[Task brief]: In the records, find each line where "positive" occurs, and copy it.

===== The data =====

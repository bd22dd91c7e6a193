//! Group IHT configuration with builder pattern.
//!
//! [`GroupIhtConfig`] is built with `bon` and validated when the builder
//! finishes, so an invalid configuration never reaches the trainer.
//!
//! # Example
//!
//! ```
//! use catiht::model::GroupIhtConfig;
//! use catiht::training::ClassWeighting;
//!
//! let config = GroupIhtConfig::builder()
//!     .sparsity(5)
//!     .n_epochs(200)
//!     .learning_rate(0.05)
//!     .class_weighting(ClassWeighting::Uniform)
//!     .build()
//!     .unwrap();
//!
//! assert_eq!(config.seed, 42);
//! assert_eq!(config.batch_size, None);
//! ```

use bon::Builder;
use serde::{Deserialize, Serialize};

use crate::training::{ClassWeighting, IhtParams, Verbosity};

// =============================================================================
// ConfigError
// =============================================================================

/// Errors that can occur during configuration validation.
#[derive(Debug, Clone, PartialEq)]
pub enum ConfigError {
    /// Learning rate must be finite and positive.
    InvalidLearningRate(f64),
    /// Number of epochs must be at least 1.
    InvalidEpochs,
    /// Sparsity must be at least 1.
    InvalidSparsity,
    /// Batch size, when given, must be at least 1.
    InvalidBatchSize,
}

impl std::fmt::Display for ConfigError {
    fn fmt(&self, f: &mut std::fmt::Formatter<'_>) -> std::fmt::Result {
        match self {
            Self::InvalidLearningRate(v) => {
                write!(f, "learning_rate must be finite and positive, got {}", v)
            }
            Self::InvalidEpochs => write!(f, "n_epochs must be at least 1"),
            Self::InvalidSparsity => write!(f, "sparsity must be at least 1"),
            Self::InvalidBatchSize => write!(f, "batch_size must be at least 1"),
        }
    }
}

impl std::error::Error for ConfigError {}

// =============================================================================
// GroupIhtConfig
// =============================================================================

/// Configuration for group IHT training.
///
/// `sparsity` is the only required field. A sparsity larger than the number
/// of original features is accepted; training then reports a diagnostic and
/// keeps every feature.
#[derive(Debug, Clone, PartialEq, Builder, Serialize, Deserialize)]
#[builder(
    derive(Clone, Debug),
    finish_fn(vis = "", name = __build_internal)
)]
pub struct GroupIhtConfig {
    // === Selection ===
    /// Number of original features to keep.
    pub sparsity: usize,

    // === Optimization ===
    /// Number of rounds. Default: 100.
    #[builder(default = 100)]
    pub n_epochs: usize,

    /// Gradient step size. Default: 0.1.
    #[builder(default = 0.1)]
    pub learning_rate: f64,

    /// Rows per round. `None` (default) uses the full training set.
    pub batch_size: Option<usize>,

    /// Per-class weighting of the loss. Default: `Balanced`.
    #[builder(default)]
    pub class_weighting: ClassWeighting,

    // === Reproducibility ===
    /// Random seed for batch sampling. Default: 42.
    #[builder(default = 42)]
    pub seed: u64,

    // === Logging ===
    /// Verbosity level. Default: `Silent`.
    #[builder(default)]
    pub verbosity: Verbosity,
}

/// Custom finishing function that validates the config.
impl<S: group_iht_config_builder::IsComplete> GroupIhtConfigBuilder<S> {
    /// Build and validate the configuration.
    ///
    /// # Errors
    ///
    /// Returns [`ConfigError`] if `sparsity`, `n_epochs` or `batch_size` is
    /// zero, or if `learning_rate` is not a positive finite number.
    pub fn build(self) -> Result<GroupIhtConfig, ConfigError> {
        let config = self.__build_internal();
        config.validate()?;
        Ok(config)
    }
}

impl GroupIhtConfig {
    /// Validate the configuration.
    pub fn validate(&self) -> Result<(), ConfigError> {
        if !(self.learning_rate.is_finite() && self.learning_rate > 0.0) {
            return Err(ConfigError::InvalidLearningRate(self.learning_rate));
        }
        if self.n_epochs == 0 {
            return Err(ConfigError::InvalidEpochs);
        }
        if self.sparsity == 0 {
            return Err(ConfigError::InvalidSparsity);
        }
        if self.batch_size == Some(0) {
            return Err(ConfigError::InvalidBatchSize);
        }
        Ok(())
    }

    /// Convert to trainer parameters.
    pub fn to_params(&self) -> IhtParams {
        IhtParams {
            sparsity: self.sparsity,
            n_epochs: self.n_epochs,
            learning_rate: self.learning_rate,
            batch_size: self.batch_size,
            class_weighting: self.class_weighting,
            seed: Some(self.seed),
            verbosity: self.verbosity,
        }
    }
}

// =============================================================================
// Tests
// =============================================================================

=====

[Exercise solution]:
    /// Learning rate must be finite and positive.
                write!(f, "learning_rate must be finite and positive, got {}", v)
    /// zero, or if `learning_rate` is not a positive finite number.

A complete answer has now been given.